Through my life, I've been jaundiced of others every now and then which causes me feel upset and self-pity a bit; yet it easily comes then goes. Just like a fugitive moment exists in my mind because you often crave for something that you don't own. Human beings are the most insatiable animals on Earth, they never get content with whatever they have until lose everything. So am I naturally.
As I'm not enough then I do wish to have several other things in life that drives me melancholy in a wrong way. Jealousy might seem to be the worst side inside each people. Besides it could be the bad point for us to injure and destroy others to soothe ourselves, but it ain't as simple as we mean due to the fact that you'd never have sweet dreams at night after hurting another (in case, you still have conscience I mean)
My papa used to tell me a story about a poor women wanted to come to a luxurious ball where gathered many ladies and gentlemen. She totally hated on them with branded goods, expensive jewls in shiny cars and wished to be like them even once in her life. Afterwards, the women borrowed a pearl necklace to wear so as to join the ball. At the ball, just as well as her expectation, everybody praised her with many beautiful words and she found herself being in the most splendid moment through her life.

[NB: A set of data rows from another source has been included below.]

//! Settings file loading and merging with the command line.
mod apply;
mod loader;
pub mod types;


pub use apply::{Credentials, Settings, resolve_settings};
pub use loader::{DEFAULT_CONFIG_FILES, load_config};

#[cfg(test)]
pub(crate) use loader::load_config_file;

Unfortunately, on the way home, she unintentionally lost the very necklace and certainly a serious calamity rushed down into her peaceful family essential for years. The result was her husband, children and herself left out of the town to hide that lady who had lent her the necklace. They gotta live on the grinding poverty line for ten years to earn enough the sum of money so that she could be back to pay the kind lady that necklace's cost.
Guess what happened in the end? After ten years, the women returned to the town to meet and pay money for the lady. With no warning, the lady gave a gasp for a while then hold the women's hands in hers and said:
"Oh my God, it was just imitative for I was afraid you would lose it then I didn't lend you a real one at that night. I'm so sorry but why didn't you ask me firstly before leaving without a word?".
"I didn't daresay anything" - said the women
Yup, she'd been working with all her might within ten years to pay not only for the pearl necklace but also for a brilliant moment because of enviousness. it's worth a value lesson in life that papa taught me.
Speaking for myself, I'm not perfect and yes, I do have bad sides but I frankly admit it, don't deny everything not good about me. Though the best of me seems to be the right way to control my emotions. In other words, at first I envied, then I found myself having a mass of things that others ain't lucky enough to get. Because not a soul, even heaven and earth, is not perfect... how come there be someone on the planet owning everything of this world? who dares say?
I have these things and you have those...I'm happy about this point and you're happy about another...What the Gods give they quickly take away!
Everyone has their own fates because God created us on purpose, just move on the right way as His wish. I believe in previous and next incarnation. I believe in law of cause and effect; henceforth, just be a good one in any circumstance as everything has a couple sides: bright and dark ones.
*sigh* feel better, Hal? Hm...not really but don't worry. Tis bound to be over as soon as I wake up in the morning and say hello to a new day =] Easy come easy go like a wind...I often seek the bright side in any case to take this life easier than it would be. Trust me, heaps of time I'm jealous of others but eventually I can say out loud that I love myself and I don't wouldn't change places with an angel :)
Because I love my family, I love my friends and I even love the tough long period of time that I've been through to make me mature and strong like this. Although it causes me to feel so desperated and frightened occasionally that I wish I weren't born on the Earth to suffer many things because of being under an unlucky star.
Looking back to ill-fated people lacking one of the most essential things of life, at least, God granted me ones of perfection...enough for me to feel happy in some case.
For instance: a completed body and mind, a completed family, a completed house, a completed gorgeous childhood, completed amazing close friends and completed siblings even though I'm the only child of my parents.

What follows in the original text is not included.